**INPUT:**

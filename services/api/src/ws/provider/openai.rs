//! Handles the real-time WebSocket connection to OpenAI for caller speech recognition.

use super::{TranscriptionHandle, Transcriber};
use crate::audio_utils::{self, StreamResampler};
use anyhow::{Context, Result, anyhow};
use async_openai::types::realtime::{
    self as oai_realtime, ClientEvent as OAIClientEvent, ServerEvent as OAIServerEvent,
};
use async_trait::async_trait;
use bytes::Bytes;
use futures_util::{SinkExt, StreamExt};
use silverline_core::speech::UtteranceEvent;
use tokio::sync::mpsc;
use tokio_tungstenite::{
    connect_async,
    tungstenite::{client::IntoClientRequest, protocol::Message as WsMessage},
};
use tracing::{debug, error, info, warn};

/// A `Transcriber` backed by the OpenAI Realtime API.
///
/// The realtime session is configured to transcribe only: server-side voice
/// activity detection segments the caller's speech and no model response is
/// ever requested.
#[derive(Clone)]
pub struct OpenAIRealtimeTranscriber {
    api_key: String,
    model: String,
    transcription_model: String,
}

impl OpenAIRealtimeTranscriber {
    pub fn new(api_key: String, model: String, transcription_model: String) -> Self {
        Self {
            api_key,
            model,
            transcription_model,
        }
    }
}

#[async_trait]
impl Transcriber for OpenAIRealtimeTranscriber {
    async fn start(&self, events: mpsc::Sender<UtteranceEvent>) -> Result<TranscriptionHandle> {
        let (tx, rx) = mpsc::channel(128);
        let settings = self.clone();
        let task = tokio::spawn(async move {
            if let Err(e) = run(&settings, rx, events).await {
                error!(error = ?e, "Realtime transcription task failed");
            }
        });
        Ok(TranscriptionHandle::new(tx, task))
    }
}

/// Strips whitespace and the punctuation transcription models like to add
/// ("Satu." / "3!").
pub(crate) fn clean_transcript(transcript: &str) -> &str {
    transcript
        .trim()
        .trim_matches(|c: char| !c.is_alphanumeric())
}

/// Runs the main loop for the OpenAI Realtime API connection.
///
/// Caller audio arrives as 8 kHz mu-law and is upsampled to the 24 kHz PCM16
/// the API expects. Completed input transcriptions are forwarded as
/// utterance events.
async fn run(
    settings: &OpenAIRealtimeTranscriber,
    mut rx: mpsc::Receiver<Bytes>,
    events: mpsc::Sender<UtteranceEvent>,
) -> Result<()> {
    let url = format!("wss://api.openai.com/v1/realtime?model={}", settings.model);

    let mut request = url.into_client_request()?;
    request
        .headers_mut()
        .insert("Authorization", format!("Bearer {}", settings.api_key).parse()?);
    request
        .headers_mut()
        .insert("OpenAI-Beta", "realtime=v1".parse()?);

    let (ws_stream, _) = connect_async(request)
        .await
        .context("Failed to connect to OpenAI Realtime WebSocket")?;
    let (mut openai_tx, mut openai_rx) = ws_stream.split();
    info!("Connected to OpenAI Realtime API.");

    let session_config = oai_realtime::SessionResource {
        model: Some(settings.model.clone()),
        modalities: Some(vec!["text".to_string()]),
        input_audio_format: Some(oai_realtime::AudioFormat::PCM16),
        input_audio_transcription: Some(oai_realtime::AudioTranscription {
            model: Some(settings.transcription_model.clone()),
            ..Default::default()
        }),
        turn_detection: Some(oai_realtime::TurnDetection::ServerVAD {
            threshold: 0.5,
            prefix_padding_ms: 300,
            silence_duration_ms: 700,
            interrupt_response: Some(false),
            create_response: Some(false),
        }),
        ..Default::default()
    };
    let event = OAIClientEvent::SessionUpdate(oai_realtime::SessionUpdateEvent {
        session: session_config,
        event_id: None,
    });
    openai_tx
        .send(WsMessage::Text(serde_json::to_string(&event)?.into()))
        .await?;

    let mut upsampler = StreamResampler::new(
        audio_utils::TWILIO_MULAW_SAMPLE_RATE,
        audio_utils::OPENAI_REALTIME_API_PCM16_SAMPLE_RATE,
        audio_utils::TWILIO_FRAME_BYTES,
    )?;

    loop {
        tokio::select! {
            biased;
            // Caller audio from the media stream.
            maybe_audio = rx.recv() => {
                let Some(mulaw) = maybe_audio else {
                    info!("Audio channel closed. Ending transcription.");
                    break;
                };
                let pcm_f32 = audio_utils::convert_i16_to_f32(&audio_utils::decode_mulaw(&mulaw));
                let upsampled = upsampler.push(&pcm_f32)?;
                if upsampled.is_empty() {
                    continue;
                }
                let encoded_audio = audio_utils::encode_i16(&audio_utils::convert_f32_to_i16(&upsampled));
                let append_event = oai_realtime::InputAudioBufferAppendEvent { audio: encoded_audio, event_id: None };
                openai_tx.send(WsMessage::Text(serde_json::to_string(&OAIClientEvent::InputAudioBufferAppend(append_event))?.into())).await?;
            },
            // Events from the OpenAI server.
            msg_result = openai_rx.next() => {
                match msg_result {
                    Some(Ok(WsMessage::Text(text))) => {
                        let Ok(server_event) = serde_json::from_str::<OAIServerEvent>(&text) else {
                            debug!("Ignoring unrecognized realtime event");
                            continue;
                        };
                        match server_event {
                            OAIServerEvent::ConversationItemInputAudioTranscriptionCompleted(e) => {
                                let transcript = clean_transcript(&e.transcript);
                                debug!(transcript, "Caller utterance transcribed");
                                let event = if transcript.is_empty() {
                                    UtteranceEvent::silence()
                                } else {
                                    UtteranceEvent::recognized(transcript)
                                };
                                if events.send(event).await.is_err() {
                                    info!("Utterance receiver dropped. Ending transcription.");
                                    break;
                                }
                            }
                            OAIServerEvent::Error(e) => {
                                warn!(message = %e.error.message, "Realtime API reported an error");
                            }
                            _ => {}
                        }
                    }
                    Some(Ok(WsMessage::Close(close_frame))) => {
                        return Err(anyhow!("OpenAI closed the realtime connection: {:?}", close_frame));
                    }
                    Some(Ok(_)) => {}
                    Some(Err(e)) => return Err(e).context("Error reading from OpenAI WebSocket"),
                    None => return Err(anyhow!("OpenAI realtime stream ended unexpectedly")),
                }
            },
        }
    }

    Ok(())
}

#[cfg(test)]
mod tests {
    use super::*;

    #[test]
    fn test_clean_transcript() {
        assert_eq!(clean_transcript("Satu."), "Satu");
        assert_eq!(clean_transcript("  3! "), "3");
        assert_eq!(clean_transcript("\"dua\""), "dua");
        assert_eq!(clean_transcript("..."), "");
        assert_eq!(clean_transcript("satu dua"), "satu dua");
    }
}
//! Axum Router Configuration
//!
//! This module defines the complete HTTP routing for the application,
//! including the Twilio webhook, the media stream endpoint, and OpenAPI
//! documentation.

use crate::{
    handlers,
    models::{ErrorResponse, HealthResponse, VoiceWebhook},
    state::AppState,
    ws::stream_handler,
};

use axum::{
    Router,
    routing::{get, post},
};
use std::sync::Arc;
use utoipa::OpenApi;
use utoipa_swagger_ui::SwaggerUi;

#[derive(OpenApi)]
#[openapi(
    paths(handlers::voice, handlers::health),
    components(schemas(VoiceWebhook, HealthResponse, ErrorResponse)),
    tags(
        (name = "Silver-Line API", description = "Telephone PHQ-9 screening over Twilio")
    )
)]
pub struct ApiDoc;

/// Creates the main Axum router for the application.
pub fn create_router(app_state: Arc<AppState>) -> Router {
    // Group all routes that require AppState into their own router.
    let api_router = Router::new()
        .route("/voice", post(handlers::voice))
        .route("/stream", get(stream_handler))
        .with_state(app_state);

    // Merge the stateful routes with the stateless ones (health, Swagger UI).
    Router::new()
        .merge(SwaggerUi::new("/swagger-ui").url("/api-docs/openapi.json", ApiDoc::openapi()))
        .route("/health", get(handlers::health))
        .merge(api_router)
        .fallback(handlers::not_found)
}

**YOUR OBJECTIVE:** Could you count the lines of the listing above that hold the word "routing" and give only the total?

**RESPONSE TO THE EXERCISE:** 2